FAST FAST FAST... well it felt that way.. I was doing about 32mph and was somewhat nervous. The grade was about 7% and there was traffic with a sandy shoulder (not suitable for riding on) so I was on the traffic side of the white line.

questions, is 32mph fast (felt fast, but I hear stories of folks doing 50!!!) also, I began to really "ride my brakes"... can this cause the brake to fail?

and not to add on to another recent thread... how do you turn around to look at traffic coming? Every time I attempted to look behind me the front end wobbled and swayed...

felt great after I came off the pass, I was cruising around 22 mph and not having to pedal much to maintain that rate.

How fast do you ride on the flats? How fast do you descend? why am I more scared on my new Giant OCR C3 then my purdy Titus Motolite that I can easily hit 30mph on sweet Colorado singletrack?

I am guessing it is because I'm a wimp... but maybe you could provide better insight and tips that are less damaging to my sensitive ego......

Fast is relative to the rider...what's fast for one is slow for another.

You felt 32 mph was fast on a downhill. In our Team Time Trial we were hitting 33.5 mph down the finishing straight on a flat (averaged 27.55 mph for 27.3 miles)...so our average on a flat was near what you would consider fast on a downhill.

On downhills it's not uncommon for me to hit 50 mph and have hit nearly 60 mph before. On downhills anything slower than 40 mph doesn't feel fast for me and it really only starts to "feel" fast above 45 mph.

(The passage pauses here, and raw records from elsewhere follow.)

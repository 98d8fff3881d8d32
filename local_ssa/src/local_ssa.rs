// Copyright Kani Contributors
// SPDX-License-Identifier: Apache-2.0 OR MIT

//! The SSA form of one function body.
//!
//! Construction runs in five passes over all locations, strictly in this order:
//!
//! 1. phi nodes for every object with merging definitions;
//! 2. transfer equalities for assignments and call results;
//! 3. condition symbols for gotos and assumptions;
//! 4. reachability guards;
//! 5. assertions.
//!
//! The renaming of expressions lives in `rename.rs`, the decomposition of assignment targets in
//! `assign.rs`; both are further `impl` blocks of [LocalSsa].

use crate::assignments::Assignments;
use crate::dereference::{AliasResolver, NoAliasing};
use crate::domain::{Def, PhiEntries, PhiSource, ReachingDefinitions};
use crate::error::{Result, SsaError};
use crate::guard_map::{Edge, EdgeKind, GuardMap};
use crate::malloc::{AllocationModel, DynamicObjectAllocation};
use crate::naming::{SsaNaming, VersionKind};
use crate::objects::{SsaObject, SsaObjects};
use crate::options::SsaOptions;
use goto_ir::goto_program::{
    Expr, GotoFunction, GotoProgram, InstructionBody, InstructionKind, Loc, SymbolTable, Type,
};
use std::collections::BTreeMap;
use tracing::{debug, debug_span, trace};

/// Everything emitted for one location.
#[derive(Clone, Debug, Default, PartialEq)]
pub struct Node {
    pub equalities: Vec<Expr>,
    pub constraints: Vec<Expr>,
    pub assertion: Option<Expr>,
}

impl Node {
    pub fn is_empty(&self) -> bool {
        self.equalities.is_empty() && self.constraints.is_empty() && self.assertion.is_none()
    }
}

/// How far the construction has got. Each pass requires the previous one to be complete.
#[derive(Clone, Copy, Debug, PartialEq, Eq, PartialOrd, Ord)]
pub enum Phase {
    Analysed,
    PhiNodes,
    Transfer,
    Conditions,
    Guards,
    Assertions,
    /// Assertions were also copied into the constraints.
    AssertionConstraints,
}

impl Phase {
    fn next(self) -> Option<Phase> {
        match self {
            Phase::Analysed => Some(Phase::PhiNodes),
            Phase::PhiNodes => Some(Phase::Transfer),
            Phase::Transfer => Some(Phase::Conditions),
            Phase::Conditions => Some(Phase::Guards),
            Phase::Guards => Some(Phase::Assertions),
            Phase::Assertions => Some(Phase::AssertionConstraints),
            Phase::AssertionConstraints => None,
        }
    }
}

/// Receives the formula of a function, one conjunct at a time.
pub trait ConstraintSink {
    fn add(&mut self, constraint: Expr);
}

impl ConstraintSink for Vec<Expr> {
    fn add(&mut self, constraint: Expr) {
        self.push(constraint);
    }
}

pub struct LocalSsa<'a> {
    pub(crate) function: &'a GotoFunction,
    pub(crate) symbol_table: &'a SymbolTable,
    pub(crate) resolver: &'a dyn AliasResolver,
    pub(crate) allocation: &'a dyn AllocationModel,
    options: SsaOptions,
    pub(crate) objects: SsaObjects,
    pub(crate) assignments: Assignments,
    pub(crate) analysis: ReachingDefinitions,
    guard_map: GuardMap,
    pub(crate) naming: SsaNaming,
    nodes: BTreeMap<Loc, Node>,
    phase: Phase,
}

/// Construction
impl<'a> LocalSsa<'a> {
    /// Build the complete SSA form of `function` with the default collaborators.
    pub fn build(
        function: &'a GotoFunction,
        symbol_table: &'a SymbolTable,
        options: SsaOptions,
    ) -> Result<LocalSsa<'a>> {
        let mut ssa = LocalSsa::new(function, symbol_table, options)?;
        ssa.build_all()?;
        Ok(ssa)
    }

    /// Analyse `function`, assuming nothing about pointers. No pass has run yet.
    pub fn new(
        function: &'a GotoFunction,
        symbol_table: &'a SymbolTable,
        options: SsaOptions,
    ) -> Result<LocalSsa<'a>> {
        LocalSsa::with_collaborators(
            function,
            symbol_table,
            &NoAliasing,
            &DynamicObjectAllocation,
            options,
        )
    }

    /// Analyse `function` with the given alias resolution and allocation model.
    pub fn with_collaborators(
        function: &'a GotoFunction,
        symbol_table: &'a SymbolTable,
        resolver: &'a dyn AliasResolver,
        allocation: &'a dyn AllocationModel,
        options: SsaOptions,
    ) -> Result<LocalSsa<'a>> {
        let _span = debug_span!("local_ssa", function = %function.name).entered();
        options.validate()?;
        let program = &function.body;
        if let Some((loc, target)) = program.invalid_target() {
            return Err(SsaError::MalformedProgram(format!(
                "goto at location {loc} of `{}` jumps to missing location {target}",
                function.name
            )));
        }
        let objects = SsaObjects::collect(program, symbol_table, resolver)?;
        let assignments = Assignments::build(program, &objects, symbol_table, resolver)?;
        let analysis = ReachingDefinitions::compute(program, &objects, &assignments);
        let guard_map = GuardMap::build(program);
        let naming = SsaNaming::new(options.suffix.clone());
        debug!(
            locations = program.len(),
            objects = objects.len(),
            iterations = analysis.iterations(),
            "analysed"
        );
        Ok(LocalSsa {
            function,
            symbol_table,
            resolver,
            allocation,
            options,
            objects,
            assignments,
            analysis,
            guard_map,
            naming,
            nodes: BTreeMap::new(),
            phase: Phase::Analysed,
        })
    }

    /// Run the passes that did not run yet, and copy the assertions into the constraints if
    /// the options ask for it.
    pub fn build_all(&mut self) -> Result<()> {
        let _span = debug_span!("local_ssa", function = %self.function.name).entered();
        while self.phase < Phase::Assertions {
            match self.phase {
                Phase::Analysed => self.build_phi_nodes()?,
                Phase::PhiNodes => self.build_transfer()?,
                Phase::Transfer => self.build_conditions()?,
                Phase::Conditions => self.build_guards()?,
                Phase::Guards => self.build_assertions()?,
                Phase::Assertions | Phase::AssertionConstraints => unreachable!(),
            }
        }
        if self.options.assertions_to_constraints && self.phase == Phase::Assertions {
            self.assertions_to_constraints()?;
        }
        Ok(())
    }

    fn start(&self, requested: Phase) -> Result<()> {
        if self.phase.next() == Some(requested) {
            debug!(pass = ?requested, "start");
            Ok(())
        } else {
            Err(SsaError::PhaseOrder {
                current: format!("{:?}", self.phase),
                requested: format!("{requested:?}"),
            })
        }
    }

    fn node(&mut self, loc: Loc) -> &mut Node {
        self.nodes.entry(loc).or_default()
    }

    pub fn build_phi_nodes(&mut self) -> Result<()> {
        self.start(Phase::PhiNodes)?;
        for loc in self.program().locs() {
            let equalities = self.phi_nodes(loc);
            if !equalities.is_empty() {
                self.node(loc).equalities.extend(equalities);
            }
        }
        self.phase = Phase::PhiNodes;
        Ok(())
    }

    pub fn build_transfer(&mut self) -> Result<()> {
        self.start(Phase::Transfer)?;
        for loc in self.program().locs() {
            let equalities = self.transfer(loc)?;
            if !equalities.is_empty() {
                self.node(loc).equalities.extend(equalities);
            }
        }
        self.phase = Phase::Transfer;
        Ok(())
    }

    pub fn build_conditions(&mut self) -> Result<()> {
        self.start(Phase::Conditions)?;
        for loc in self.program().locs() {
            let instruction = self.program().instruction(loc);
            if !matches!(instruction.kind(), InstructionKind::Goto | InstructionKind::Assume) {
                continue;
            }
            if let Some(cond) = instruction.guard() {
                let equality = self.cond_symbol(loc).eq(self.read_rhs(cond, loc)?);
                self.node(loc).equalities.push(equality);
            }
        }
        self.phase = Phase::Conditions;
        Ok(())
    }

    pub fn build_guards(&mut self) -> Result<()> {
        self.start(Phase::Guards)?;
        for loc in self.program().locs() {
            if let Some(equality) = self.guard(loc) {
                self.node(loc).equalities.push(equality);
            }
        }
        self.phase = Phase::Guards;
        Ok(())
    }

    pub fn build_assertions(&mut self) -> Result<()> {
        self.start(Phase::Assertions)?;
        for loc in self.program().locs() {
            if let InstructionBody::Assert { cond, .. } = self.program().instruction(loc).body() {
                let assertion = self.guard_symbol(loc).implies(self.read_rhs(cond, loc)?);
                self.node(loc).assertion = Some(assertion);
            }
        }
        self.phase = Phase::Assertions;
        Ok(())
    }

    /// Add every assertion to the constraints of its location.
    pub fn assertions_to_constraints(&mut self) -> Result<()> {
        self.start(Phase::AssertionConstraints)?;
        for node in self.nodes.values_mut() {
            if let Some(assertion) = &node.assertion {
                node.constraints.push(assertion.clone());
            }
        }
        self.phase = Phase::AssertionConstraints;
        Ok(())
    }
}

/// The passes, per location
impl LocalSsa<'_> {
    fn phi_nodes(&self, loc: Loc) -> Vec<Expr> {
        self.analysis
            .phis_at(loc)
            .map(|(index, entries)| self.phi_node(loc, self.objects.get(index), entries))
            .collect()
    }

    /// `PHI(loc) == c_n ? v_n : (... : v_1)`. Forward edges are folded in first, which gives
    /// them the lowest priority; values along back edges are selected by the loop selector of
    /// the back edge.
    fn phi_node(&self, loc: Loc, object: &SsaObject, entries: &PhiEntries) -> Expr {
        let guard = self.guard_object();
        let is_forward = |source: &PhiSource, def: &Def| {
            def.is_input() || source.from().is_none_or(|from| from < loc)
        };
        let forward = entries.iter().filter(|(s, d)| is_forward(s, d)).map(|(source, def)| {
            let edge_guard = match source.from() {
                Some(from) => self.edge_guard(from, loc),
                None => Expr::bool_true(),
            };
            (edge_guard, self.naming.name_def(object, *def))
        });
        let backward = entries.iter().filter(|(s, d)| !is_forward(s, d)).filter_map(|(s, _)| {
            let from = s.from()?;
            let select = self.naming.name(&guard, VersionKind::LoopSelect, from);
            Some((select, self.naming.name(object, VersionKind::LoopBack, from)))
        });
        let mut alternatives = forward.chain(backward);
        let first = match alternatives.next() {
            Some((_, value)) => value,
            None => self.naming.name_input(object),
        };
        let rhs = alternatives.fold(first, |rhs, (select, value)| select.ternary(value, rhs));
        trace!(%loc, object = %object.identifier(), "phi");
        self.naming.name(object, VersionKind::Phi, loc).eq(rhs)
    }

    fn transfer(&self, loc: Loc) -> Result<Vec<Expr>> {
        let mut equalities = vec![];
        match self.program().instruction(loc).body() {
            InstructionBody::Assign { lhs, rhs } => {
                let lhs = self.resolver.resolve(lhs.clone(), loc, self.symbol_table)?;
                let rhs = self.resolver.resolve(rhs.clone(), loc, self.symbol_table)?;
                self.assign_rec(&lhs, rhs, Expr::bool_true(), loc, &mut equalities)?;
            }
            InstructionBody::FunctionCall { lhs: Some(lhs), .. } => {
                let lhs = self.resolver.resolve(lhs.clone(), loc, self.symbol_table)?;
                let rhs = self.naming.return_value(loc, lhs.typ().clone());
                self.assign_rec(&lhs, rhs, Expr::bool_true(), loc, &mut equalities)?;
            }
            _ => {}
        }
        Ok(equalities)
    }

    fn guard(&self, loc: Loc) -> Option<Expr> {
        let entry = self.guard_map.entry(loc);
        if !entry.has_guard {
            return None;
        }
        let guard = self.guard_object();
        let mut sources = vec![];
        if loc == self.program().entry() {
            sources.push(Expr::bool_true());
        }
        for edge in &entry.incoming {
            let source = if edge.is_loop_back(self.program()) {
                // Stands for the whole path through the loop; the branch condition is not
                // constrained.
                self.naming.name(&guard, VersionKind::LoopSelect, edge.from)
            } else {
                self.taken(edge)
            };
            sources.push(source);
        }
        Some(self.guard_symbol(loc).eq(Expr::disjunction(sources)))
    }
}

/// Queries
impl<'a> LocalSsa<'a> {
    pub(crate) fn program(&self) -> &'a GotoProgram {
        &self.function.body
    }

    pub fn function(&self) -> &'a GotoFunction {
        self.function
    }

    pub fn objects(&self) -> &SsaObjects {
        &self.objects
    }

    pub fn analysis(&self) -> &ReachingDefinitions {
        &self.analysis
    }

    pub fn phase(&self) -> Phase {
        self.phase
    }

    pub fn nodes(&self) -> &BTreeMap<Loc, Node> {
        &self.nodes
    }

    pub fn node_at(&self, loc: Loc) -> Option<&Node> {
        self.nodes.get(&loc)
    }

    fn guard_object(&self) -> SsaObject {
        SsaObject::reserved("$guard", Type::bool())
    }

    fn cond_object(&self) -> SsaObject {
        SsaObject::reserved("$cond", Type::bool())
    }

    /// The value of the branch or assumption condition at `loc`.
    pub fn cond_symbol(&self, loc: Loc) -> Expr {
        self.naming.name(&self.cond_object(), VersionKind::Out, loc)
    }

    /// Is `loc` reached?
    pub fn guard_symbol(&self, loc: Loc) -> Expr {
        let source = self.guard_map.guard_source(loc);
        self.naming.name(&self.guard_object(), VersionKind::Out, source)
    }

    /// Is the edge `from -> to` taken? `false` if there is no such edge.
    pub fn edge_guard(&self, from: Loc, to: Loc) -> Expr {
        self.guard_map
            .entry(to)
            .incoming
            .iter()
            .find(|edge| edge.from == from)
            .map_or_else(Expr::bool_false, |edge| self.taken(edge))
    }

    fn taken(&self, edge: &Edge) -> Expr {
        let guard = self.guard_object();
        let from_guard = self.naming.name(&guard, VersionKind::Out, edge.guard_source);
        match edge.kind {
            EdgeKind::BranchTaken | EdgeKind::Assume | EdgeKind::FunctionCall => {
                from_guard.and(self.cond_symbol(edge.from))
            }
            EdgeKind::BranchNotTaken => {
                from_guard.and(self.cond_symbol(edge.from).boolean_negate())
            }
            EdgeKind::Successor => from_guard,
        }
    }

    /// The assertion obligation at `loc`, if it is an assertion.
    pub fn assertion(&self, loc: Loc) -> Option<&Expr> {
        self.nodes.get(&loc).and_then(|node| node.assertion.as_ref())
    }

    /// Stream the equalities, then the constraints, of every location in program order.
    pub fn emit_to<S: ConstraintSink + ?Sized>(&self, sink: &mut S) {
        for node in self.nodes.values() {
            node.equalities.iter().chain(&node.constraints).for_each(|e| sink.add(e.clone()));
        }
    }

    /// The whole formula as one conjunction.
    pub fn conjunction(&self) -> Expr {
        let mut conjuncts = vec![];
        self.emit_to(&mut conjuncts);
        Expr::conjunction(conjuncts)
    }
}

As for the safety aspect....anything crash over 10 mph or so is going to hurt (unless it's on grass and even then....). So going beyond that you are risking at a minimum some serious road rash.

So basically....go as fast as you feel comfortable. When you tense up bikes tend to get squirrelly, so the more relaxed you are the more stable the ride will likely be. Also remember, the faster you go the more gyroscopic action your wheels create and the more likely they are going to want to stay upright...so speed many times breeds stability....just something to think about.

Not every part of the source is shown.